Hizbullah's Hypes Jihad Tour

Hizbullah guerrillas are promoting an interactive terror show, winning credibility and legitimacy with a Jihad Tour in southern Lebanon.

Hana Levi Julian, | updated: 15:34

Flag of Hizbullah terror group
Flag of Hizbullah terror group
Israel news photo: Wikimedia Commons

Hizbullah guerrillas are promoting themselves to the folks at home, and winning credibility and legitimacy in the process, with weekly tours of southern Lebanon in what the group is calling “Jihad Tourism.” The tours were created to mark the 10th anniversary of Israel's pullout from the area.

After 22 years of Israel's having maintained its security buffer zone, then-Prime Minister Ehud Barak abruptly made the decision in May 2000 to withdraw all IDF troops. The vacuum left in the region was quickly filled with Hizbullah terrorists, who honeycombed the area with tunnels and concrete bunkers. Their kidnapping of Israeli soldiers caused the 2006 Lebanon War.

The bunkers, packed with weapons, ammunition, food and other supplies, eventually became the backbone of the Hizbullah war effort against Israel in the hard-fought 2006 Second Lebanon War. Since that time, Hizbullah has acquired more than 60,000 missiles of varying sizes and ranges, including, according to IDF military intelligence, long-range Scud missiles capable of reaching Tel Aviv and beyond.
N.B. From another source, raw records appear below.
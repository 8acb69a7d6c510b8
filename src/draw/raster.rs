use core::convert::Infallible;
use std::path::Path;

use embedded_graphics::{
    pixelcolor::{Rgb888, RgbColor},
    prelude::*,
};
use image::{ImageResult, Rgb, RgbImage};

/// An in-memory RGB image usable as an embedded-graphics draw target
pub struct ImageTarget {
    image: RgbImage,
}

impl ImageTarget {
    pub fn new(width: u32, height: u32) -> Self {
        Self {
            image: RgbImage::new(width, height),
        }
    }

    pub fn image(&self) -> &RgbImage {
        &self.image
    }

    pub fn image_mut(&mut self) -> &mut RgbImage {
        &mut self.image
    }

    pub fn into_image(self) -> RgbImage {
        self.image
    }

    pub fn save(&self, path: impl AsRef<Path>) -> ImageResult<()> {
        self.image.save(path)
    }
}

impl OriginDimensions for ImageTarget {
    fn size(&self) -> Size {
        Size::new(self.image.width(), self.image.height())
    }
}

impl DrawTarget for ImageTarget {
    type Color = Rgb888;
    type Error = Infallible;

    fn draw_iter<I>(&mut self, pixels: I) -> Result<(), Self::Error>
    where
        I: IntoIterator<Item = Pixel<Self::Color>>,
    {
        let (width, height) = self.image.dimensions();
        for Pixel(point, color) in pixels {
            let (Ok(x), Ok(y)) = (u32::try_from(point.x), u32::try_from(point.y)) else {
                continue;
            };
            if x < width && y < height {
                self.image
                    .put_pixel(x, y, Rgb([color.r(), color.g(), color.b()]));
            }
        }
        Ok(())
    }
}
A “tourist jihad center,” a new war museum and a parade of ordnance accompanied by strutting terrorists are part of what one commentator called the "Disneyland,of  Islamic Terror" show for tours of hundreds of university students. Wide-eyed, the students hear a first-hand, Hizbullah version of of the guerrillas' battlefield experiences against the Israeli army.

Another special spot on the Jihad Tour is found in the woods on the hills of Sojod, just north of the area evacuated by Barak. This is the spot where Hizbullah chief Hassan Nasrallah's son Hadi died while leading a raid against Israel in 1997, explains a Hizbullah tour guide. “This is the spot where he was martyred,” the guide says, indicating a blue prayer mat laid out among the trees. As students snap photos, the guerrilla fighters make themselves available for the shots, but ask that their faces not be seen.

Nasrallah himself has come to understand the importance of tourism and of positioning his group politically. Hizbullah now has representatives in the Lebanese government, although Nasrallah himself is in hiding.   “Everywhere you go there is a Holocaust museum, regardless of authenticity, accuracy or magnitude,” he told an Associated Press reporter, missing the irony in the comparison.

“This is an excellent, very well-organized trip,” a 19-year-old university student commented on the tour. “I think it's very important to get a first-hand look at Hizbullah because there are a lot of prejudices out there.”

And indeed, the Hizbullah war museum in Mlita, some 60,000 square meters large, includes a gallery, caves and a 250-meter-long simulated terrain with replicas of a Hizbullah-IDF battlefield scene.

At its opening this past Friday, Lebanon's president and prime minister both sent representatives. Noam Chomsky, an American Jew who is pro Hizballah and Iran but a damaging, fierce critic of Israel, was present as well.

Explains Jihad Hammoud, one of the tour organizers, “We are bringing students to the area previously occupied by Israel, to show them how the resistance, with its meager capabilities, was able to defeat the strongest army in the world.”